O ranqueamento de escolas e a política de premiação ou punição são considerados alguns dos motivos para os sistemas de avaliação serem vistos com desconfiança pelos professores. "Os resultados das avaliações não podem culpar o professor. E isso é o que muitas vezes acontece. Você traz um resultado baixo de Ideb e diz que o problema é o professor. Não, exatamente não", comenta Ednéia.

A presidente do Sin­­dicato dos Trabalhadores em Educação Pública do Paraná (APP-Sin­­­dicato), Marlei Fernandes de Carvalho, reitera a necessidade da avaliação, mas vê como um problema a possibilidade disso resultar em premiações ou coisa do tipo. "Nós repudiamos essa fórmula de premiação individual para o professor ou para a escola. A avaliação tem que ser feita, mas não com objetivo de punir."

Análise

Para realmente ser útil, é preciso que a avaliação seja encarada pelos professores e gestores públicos como uma ferramenta para definição de políticas para o setor educacional e ajustes nas linhas pedagógicas.
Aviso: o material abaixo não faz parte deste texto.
use std::path::PathBuf;

use axum::{
    Form, Router,
    body::Body,
    extract::State,
    http::{
        HeaderValue, StatusCode,
        header::{CACHE_CONTROL, CONTENT_TYPE},
    },
    middleware,
    response::{IntoResponse, Response},
    routing::{get, post},
};

use crate::{
    application::{
        AppContext,
        content::ContentError,
        error::{ErrorReport, HttpError},
        registration::SubmissionOutcome,
    },
    presentation::views::{LandingTemplate, render_template_response},
};

use super::middleware::{log_responses, set_request_context};

#[derive(Clone)]
pub struct HttpState {
    pub app: AppContext,
    /// Local content file served at `/content.json`; `None` for URL sources.
    pub content_file: Option<PathBuf>,
}

pub fn build_router(state: HttpState) -> Router {
    Router::new()
        .route("/", get(index))
        .route("/register", post(register))
        .route("/content.json", get(content_document))
        .route("/_health", get(health))
        .with_state(state)
        .layer(middleware::from_fn(log_responses))
        .layer(middleware::from_fn(set_request_context))
}

async fn index(State(state): State<HttpState>) -> Response {
    let page = state.app.landing_page().await;
    let mut response = render_template_response(LandingTemplate { page }, StatusCode::OK);
    set_no_store(&mut response);
    response
}

async fn register(
    State(state): State<HttpState>,
    Form(submitted): Form<Vec<(String, String)>>,
) -> Response {
    let view = state.app.register(submitted).await;

    let status = match &view.outcome {
        SubmissionOutcome::Invalid(_) => StatusCode::UNPROCESSABLE_ENTITY,
        SubmissionOutcome::Accepted { .. }
        | SubmissionOutcome::Rejected { .. }
        | SubmissionOutcome::Failed { .. } => StatusCode::OK,
    };

    let mut response = render_template_response(LandingTemplate { page: view.page }, status);
    if let SubmissionOutcome::Invalid(err) = &view.outcome {
        ErrorReport::from_error("infra::http::public::register", status, err)
            .attach(&mut response);
    }
    set_no_store(&mut response);
    response
}

async fn content_document(State(state): State<HttpState>) -> Response {
    let Some(path) = state.content_file.as_ref() else {
        return HttpError::new(
            "infra::http::public::content_document",
            StatusCode::NOT_FOUND,
            "Resource not found",
            "content is not served from a local file",
        )
        .into_response();
    };

    match tokio::fs::read(path).await {
        Ok(bytes) => Response::builder()
            .status(StatusCode::OK)
            .header(CONTENT_TYPE, "application/json; charset=utf-8")
            .header(CACHE_CONTROL, "no-cache")
            .body(Body::from(bytes))
            .unwrap_or_else(|_| StatusCode::INTERNAL_SERVER_ERROR.into_response()),
        Err(err) => {
            HttpError::from(ContentError::unavailable(path.display().to_string(), err))
                .into_response()
        }
    }
}

async fn health() -> StatusCode {
    StatusCode::NO_CONTENT
}

fn set_no_store(response: &mut Response) {
    let value = HeaderValue::from_static("no-store");
    response.headers_mut().insert(CACHE_CONTROL, value);
}
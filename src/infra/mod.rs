//! Infrastructure adapters and runtime bootstrap.

pub mod content_source;
pub mod error;
pub mod http;
pub mod registration_client;
pub mod telemetry;

use reqwest::Client;

use self::error::InfraError;

pub fn user_agent() -> &'static str {
    concat!("jornageo/", env!("CARGO_PKG_VERSION"))
}

/// Shared outbound client; no request timeout is configured.
pub fn http_client() -> Result<Client, InfraError> {
    Client::builder()
        .user_agent(user_agent())
        .build()
        .map_err(|err| InfraError::http_client(err.to_string()))
}
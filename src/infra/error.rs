use thiserror::Error;

#[derive(Debug, Error)]
pub enum InfraError {
    #[error("io error: {0}")]
    Io(#[from] std::io::Error),
    #[error("http client error: {message}")]
    HttpClient { message: String },
    #[error("telemetry initialization failed: {0}")]
    Telemetry(String),
}

impl InfraError {
    pub fn http_client(message: impl Into<String>) -> Self {
        Self::HttpClient {
            message: message.into(),
        }
    }

    pub fn telemetry(message: impl Into<String>) -> Self {
        Self::Telemetry(message.into())
    }
}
Afinal, de pouco adianta ter dados sem que seja feita uma leitura dessas informações para conseguir entender a realidade e, a partir disso, iniciar as mudanças.

Atualmente, existe deficiência na leitura dos dados apresentados pelo Ideb. Segundo Ednéia, os professores não têm "reais condições para debater os resultados [do Ideb] dentro do ambiente escolar". "Eles olham os resultados, mas não têm espaço suficiente para refletir esses resultados." Com isso, a escola acaba deixando de encarar os problemas detectados pela prova.

A necessidade de fazer uma avaliação mais aprofundada dos resultados é destacada pelo professor Romualdo Por­­tela, da Fa­­culdade de Educação da Uni­­versidade de São Paulo (USP). "A pergunta que fica é o que cada um tem de fazer para melhorar os resultados da qualidade de ensino? Porque os indicadores que nós temos, e que são muitos, evidenciam que nós temos um problema de qualidade", diz Portela, que não enxerga a necessidade de se criar um sistema de avaliação pró­­prio."É preciso tentar avançar na formulação de alternativas para intervir numa realidade que já está bem diagnosticada."